The growth of benthic invertebrates is fostered in a "Benthic Zone" as part of a "Duplex Filtration System", in this particular tank. The egg-crate structure located in the sump, provides exponentially more viable surface area for benthic invertebrates, than a sand bed can offer. http://www.reefcentral.com/forums/showthread.php?s=&threadid=969713

I've read in other DSB threads that 22" is the maximum effective depth, but I don't know the source of that belief. Apparently, any greater depth has diminished returns. While I believe that life goes on at greater depths, it's plausible that the micro-organisms that we have on our live rock, aren't conducive to anything deeper than 22". True sand denizens from bona-fide live sand, may change this depth limitation however.

I haven't read Dr. Rons article, so I'm not sure if his 30" x12" footprint, standard is taken out of context or not. I think he's referring only to macro-organisms with the term "infauna". The solidification of sand is a chemical process, spurred on by biological activity and subsequent acidic conditions. Burrowing invertebrates cannot inhibit localized acidic conditions. They can break-up sand as it binds to certain extent, but not enough to keep-up and certainly not at greater depths. Solidification may be inevitable, and may or may not be detrimental.

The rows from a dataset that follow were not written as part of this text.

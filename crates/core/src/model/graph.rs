use std::collections::{HashMap, HashSet};

use commit_graph_protocol::{CommitRecord, SharedStr};
use serde::Serialize;

use super::selection::{Selection, SelectionEvent};
use crate::error::GraphError;
use crate::layout::lanes::{LaneAssignment, assign_lanes};

/// The engine's view of one repository: the ordered commit store plus the
/// layout and selection derived from it.
///
/// A `GraphState` is only ever built whole (see [`GraphState::build`]), so
/// observers never see rows, lanes and selection that disagree.
#[derive(Debug, Clone, Default, PartialEq, Serialize)]
pub struct GraphState {
    commits: Vec<CommitRecord>,
    #[serde(skip)]
    rows: HashMap<SharedStr, usize>,
    lanes: LaneAssignment,
    selection: Selection,
    rejected: Vec<GraphError>,
}

impl GraphState {
    /// Lay out a full commit sequence from scratch.
    pub fn from_commits(commits: Vec<CommitRecord>) -> Self {
        Self::build(commits, None, Selection::None)
    }

    /// Build a state from commits in display order.
    ///
    /// Lanes recorded in `previous` are kept for every commit still present.
    /// Duplicate ids keep their first occurrence. A selection that does not
    /// name a laid-out commit is dropped.
    pub fn build(
        commits: Vec<CommitRecord>,
        previous: Option<&LaneAssignment>,
        selection: Selection,
    ) -> Self {
        let mut seen = HashSet::with_capacity(commits.len());
        let commits: Vec<CommitRecord> = commits
            .into_iter()
            .filter(|c| {
                let fresh = seen.insert(c.id.clone());
                if !fresh {
                    tracing::warn!(id = %c.id, "duplicate commit id in store, keeping first");
                }
                fresh
            })
            .collect();

        let rows: HashMap<SharedStr, usize> = commits
            .iter()
            .enumerate()
            .map(|(row, c)| (c.id.clone(), row))
            .collect();

        let layout = assign_lanes(&commits, previous);
        for err in &layout.rejected {
            tracing::warn!("{err}");
        }

        let selection = match selection.selected().cloned() {
            Some(id) if layout.assignment.get(&id).is_none() => {
                selection.apply(SelectionEvent::CommitRemoved(id))
            }
            _ => selection,
        };

        Self {
            commits,
            rows,
            lanes: layout.assignment,
            selection,
            rejected: layout.rejected,
        }
    }

    pub fn commits(&self) -> &[CommitRecord] {
        &self.commits
    }

    pub fn len(&self) -> usize {
        self.commits.len()
    }

    pub fn is_empty(&self) -> bool {
        self.commits.is_empty()
    }

    pub fn contains(&self, id: &str) -> bool {
        self.rows.contains_key(id)
    }

    pub fn commit(&self, id: &str) -> Option<&CommitRecord> {
        self.row(id).map(|row| &self.commits[row])
    }

    /// Display row of a commit (0 = newest).
    pub fn row(&self, id: &str) -> Option<usize> {
        self.rows.get(id).copied()
    }

    /// Lane of a commit. `None` for commits excluded from layout.
    pub fn lane(&self, id: &str) -> Option<usize> {
        self.lanes.get(id)
    }

    pub fn lanes(&self) -> &LaneAssignment {
        &self.lanes
    }

    pub fn selection(&self) -> &Selection {
        &self.selection
    }

    /// Commits excluded from layout, with the reason.
    pub fn rejected(&self) -> &[GraphError] {
        &self.rejected
    }

    /// Run a selection transition. Clicking a commit that is not in the
    /// store, or that was excluded from layout, is refused and leaves the
    /// selection untouched.
    pub fn apply_selection(&mut self, event: SelectionEvent) -> Result<(), GraphError> {
        if let SelectionEvent::Click(id) = &event
            && self.lane(id).is_none()
        {
            let rejected = self.rejected.iter().find(
                |err| matches!(err, GraphError::InvalidHistory { id: bad, .. } if bad == id),
            );
            return Err(rejected
                .cloned()
                .unwrap_or_else(|| GraphError::UnknownCommit { id: id.clone() }));
        }
        let current = std::mem::take(&mut self.selection);
        self.selection = current.apply(event);
        Ok(())
    }
}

Solidified sand is useless to benthic invertebrates, but I don't believe it to be adverse conditions for bacteria. The whole reason why many sand beds have been moved to a remote location, is to exclude sand-sifting creatures like gobies, stars and cucumbers, as they interfere with the anoxic conditions and stability of the bacterial colony. The DSB bucket idea is based on the exclusion of macro-organisms in the sand bed, with the focus on micro-organisms (bacteria).
 
Mr. Wilson,
Please read my original reply.
You do not think my idea would work? I believe that the water that had already been thru my filter system would be sufficiently clean of particulate as to not clog the DSB? Also since my tank is 29" high the DSB would be deep enough that the oxygenated water introduced at the bottom of the DSB would be consumed in the first few inces leaving maybe 15 or more inches for anaerobic bacteria to flourish?